Part of the health budget included a £2bn a year extra for mental health services, a mental health department in every A&E, more mental health ambulances and a 24 hour mental health helpline. The North, particularly known for its lack of resources and the number of depraved areas is much higher than the south, has a huge mental health problem. Examples of such statistics are:

  • 200,000 mental cases referred to the Improving Access to Psychological Therapies (IAPT) in the 10% most deprived areas as compared to 92,000 in the 10% least deprived areas.
  • Only 35% of patients from the 10% most deprived recovered, compared to a 46% average and 55% in the least deprived areas.
  • Higher rate of anti-anxiety medication prescriptions given in areas with higher social deprivation
  • ¼ of people in low income areas are at risk of mental health issues

This is something that is a hugely effective due to the mental health crisis the country faces and will benefit many in the north. Still, it is not a measure that affects root causes such as unemployment, alcoholism and bereavement. More research needs to be done as to why poorer areas experience higher mental health issues, as well as recruiting more staff and decreasing tragically long waiting times.

  1. Infrastructure

Hammond has promised a £37m fund for a Northern Powerhouse Rail to connect northern cities, £14m for jobs in Redcar, money for cities such as Sheffield in Manchester and £100K for an Eden Project in Morecombe.

Unfortunately, that is clearly not enough.

There is a massive discrepancy in spending between the two halves of England and a few million will not do enough. Firstly, there is a huge focus on cities, from funding for them to the focus on railways between them. Whilst cities are an economic boost and hold many people in its population, they are not the only areas in the north. Many places like Grimsby, heavily deprived, will not benefit from the funding offered. Places need help to increase employment, improve retail areas and internal transportation (such as buses) amongst others, but are ignored. Studies have shown that seaside towns are some of the most deprived and have some of the worst educational standards, but they are again ignored.

HS2 is still running, a giant project which is haemorrhaging money and has no benefits to many. Instead, they could use the money they spent on that for infrastructure projects in the north, like WiFi on trains, more routes and trains that actually come on time. On top of this, the homes partnership announced will build houses in East London, ignoring the fact more houses are built in London than in the entire Northern Powerhouse cities combined.

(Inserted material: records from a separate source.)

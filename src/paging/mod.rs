//! Demand paging and FIFO page replacement.
//!
//! The core of this kernel: user pages materialise on first access through
//! [`fault::handle_page_fault`], text and initialised data load lazily from
//! the executable image, and memory pressure is resolved by evicting the
//! resident page whose residency began earliest ([`replace`]). Dirty or
//! non-reloadable victims go to a private per-process swap file ([`swap`]);
//! clean text pages are simply discarded and re-read from the image later.
//!
//! All per-process bookkeeping lives in [`state::ProcPaging`]. The page
//! table and the physical-frame manager are collaborators owned elsewhere
//! and are passed in per call.

use core::fmt;

pub mod fault;
pub mod replace;
pub mod state;
pub mod swap;

pub use crate::memory::PGSIZE;
pub use fault::{handle_page_fault, handle_write_fault};
pub use state::{PageInfo, PageStat, ProcMemStat, ProcPaging, SegmentDesc};
pub use swap::SwapMap;

use crate::diag;

/// Hard cap on the number of page descriptors a process may ever hold.
pub const MAX_PROC_PAGES: usize = 128;

/// Number of page-sized slots in a per-process swap file (4 MiB).
pub const MAX_SWAP_SLOTS: usize = 1024;

/// Maximum page records exported per `memstat` call.
pub const MAX_PAGES_INFO: usize = 128;

/// Number of pages in the user stack region below `stack_top`.
pub const USER_STACK_PAGES: u64 = 4;

/// Residency state of one logical page.
#[derive(Debug, Clone, Copy, PartialEq, Eq)]
#[repr(u32)]
pub enum PageState {
    /// No frame and no swap slot back this page.
    Unmapped = 0,
    /// A physical frame backs this page and a page-table entry maps it.
    Resident = 1,
    /// The page contents live in a slot of the process's swap file.
    Swapped = 2,
}

/// How the faulting instruction touched memory.
#[derive(Debug, Clone, Copy, PartialEq, Eq)]
pub enum Access {
    /// A load (or instruction fetch).
    Read,
    /// A store.
    Write,
}

impl fmt::Display for Access {
    fn fmt(&self, f: &mut fmt::Formatter<'_>) -> fmt::Result {
        match *self {
            Self::Read => f.write_str("read"),
            Self::Write => f.write_str("write"),
        }
    }
}

/// Why a page fault is legal, and therefore how to materialise the page.
#[derive(Debug, Clone, Copy, PartialEq, Eq)]
pub enum FaultCause {
    /// The page was swapped out and must be read back.
    Swap,
    /// The page belongs to the text/data image and loads from the executable.
    Exec,
    /// The page is heap below the program break; zero-filled.
    Heap,
    /// The page is in the user stack region; zero-filled.
    Stack,
}

impl fmt::Display for FaultCause {
    fn fmt(&self, f: &mut fmt::Formatter<'_>) -> fmt::Result {
        match *self {
            Self::Swap => f.write_str("swap"),
            Self::Exec => f.write_str("exec"),
            Self::Heap => f.write_str("heap"),
            Self::Stack => f.write_str("stack"),
        }
    }
}

/// Terminal conditions of the paging core. Each one kills the process: the
/// faulting instruction cannot be restarted meaningfully, so none of these
/// is ever surfaced to user code as an error return.
#[derive(Debug, Clone, Copy, PartialEq, Eq)]
pub enum KillReason {
    /// The address falls in no legal region of the address space.
    InvalidAccess {
        /// Page-rounded faulting address.
        va: u64,
        /// Load or store.
        access: Access,
    },
    /// The descriptor table is full.
    DescriptorsExhausted,
    /// Frame allocation failed even after evicting a victim.
    MemFull,
    /// No swap slot (or no swap file) was available for a dirty victim.
    SwapExhausted,
    /// A transfer against the swap file failed or came up short.
    SwapIo,
    /// A transfer against the executable image failed or came up short.
    ExecIo,
    /// The process was already marked killed when servicing began.
    AlreadyKilled,
}

impl fmt::Display for KillReason {
    fn fmt(&self, f: &mut fmt::Formatter<'_>) -> fmt::Result {
        match *self {
            Self::InvalidAccess { va, access } => {
                write!(f, "invalid-access va={va:#x} access={access}")
            }
            Self::DescriptorsExhausted => f.write_str("descriptors-exhausted"),
            Self::MemFull => f.write_str("mem-full"),
            Self::SwapExhausted => f.write_str("swap-exhausted"),
            Self::SwapIo => f.write_str("swap-io"),
            Self::ExecIo => f.write_str("exec-io"),
            Self::AlreadyKilled => f.write_str("killed"),
        }
    }
}

/// Mark the process killed and emit the `KILL` diagnostic.
///
/// Returns the reason so call sites can `return Err(kill(p, ...))`.
pub(crate) fn kill(p: &mut ProcPaging, reason: KillReason) -> KillReason {
    p.killed = true;
    diag!(p.pid, "KILL {}", reason);
    reason
}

In terms of the tax threshold being increased to £12,500, that is a definite bonus for many in the north due to the lower wages found. Several of the economic reforms, such as the boost for small businesses and £650m high street rejuvenation fund are also beneficial, however, it is not said which region will benefit the most and it is likely that the south is more likely to receive help. Generally, the budget will change things in the north but key elements of it have been ignored in favour of grander projects that forget the little people. With no specifics, it is up to us assume that the north will benefit from money for schools and NHS spending but we again should not expect much. Overall, this is not a budget for the north or a northern budget.